// src/db/tenancy_repo.rs

use chrono::Utc;
use sqlx::{SqliteConnection, SqlitePool};

use crate::{common::error::AppError, common::ids::make_id, models::tenancy::Organization};

// O repositório de organizações (os "tenants" do sistema)
#[derive(Clone)]
pub struct OrganizationRepository {
    pool: SqlitePool,
}

impl OrganizationRepository {
    pub fn new(pool: SqlitePool) -> Self {
        Self { pool }
    }

    pub async fn find_by_id(&self, org_id: &str) -> Result<Option<Organization>, AppError> {
        let org = sqlx::query_as::<_, Organization>("SELECT * FROM organizations WHERE id = ?")
            .bind(org_id)
            .fetch_optional(&self.pool)
            .await?;
        Ok(org)
    }

    // A organização mais antiga vira o destino do admin no bootstrap
    pub async fn find_oldest(
        &self,
        conn: &mut SqliteConnection,
    ) -> Result<Option<Organization>, AppError> {
        let org = sqlx::query_as::<_, Organization>(
            "SELECT * FROM organizations ORDER BY created_at ASC LIMIT 1",
        )
        .fetch_optional(&mut *conn)
        .await?;
        Ok(org)
    }

    pub async fn join_code_exists(
        &self,
        conn: &mut SqliteConnection,
        code: &str,
    ) -> Result<bool, AppError> {
        let row: Option<(String,)> =
            sqlx::query_as("SELECT id FROM organizations WHERE join_code = ?")
                .bind(code)
                .fetch_optional(&mut *conn)
                .await?;
        Ok(row.is_some())
    }

    pub async fn create_organization(
        &self,
        conn: &mut SqliteConnection,
        name: &str,
        join_code: &str,
    ) -> Result<Organization, AppError> {
        let org = sqlx::query_as::<_, Organization>(
            r#"
            INSERT INTO organizations (id, name, join_code, created_at)
            VALUES (?, ?, ?, ?)
            RETURNING *
            "#,
        )
        .bind(make_id("org"))
        .bind(name)
        .bind(join_code)
        .bind(Utc::now())
        .fetch_one(&mut *conn)
        .await?;
        Ok(org)
    }
}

+-------+

-- Description of the task --
The answer must contain only the lines from the one with "FROM organizations ORDER" to the end of the entries above, each written out exactly.

-- Output of the exercise --
            "SELECT * FROM organizations ORDER BY created_at ASC LIMIT 1",
        )
        .fetch_optional(&mut *conn)
        .await?;
        Ok(org)
    }

    pub async fn join_code_exists(
        &self,
        conn: &mut SqliteConnection,
        code: &str,
    ) -> Result<bool, AppError> {
        let row: Option<(String,)> =
            sqlx::query_as("SELECT id FROM organizations WHERE join_code = ?")
                .bind(code)
                .fetch_optional(&mut *conn)
                .await?;
        Ok(row.is_some())
    }

    pub async fn create_organization(
        &self,
        conn: &mut SqliteConnection,
        name: &str,
        join_code: &str,
    ) -> Result<Organization, AppError> {
        let org = sqlx::query_as::<_, Organization>(
            r#"
            INSERT INTO organizations (id, name, join_code, created_at)
            VALUES (?, ?, ?, ?)
            RETURNING *
            "#,
        )
        .bind(make_id("org"))
        .bind(name)
        .bind(join_code)
        .bind(Utc::now())
        .fetch_one(&mut *conn)
        .await?;
        Ok(org)
    }
}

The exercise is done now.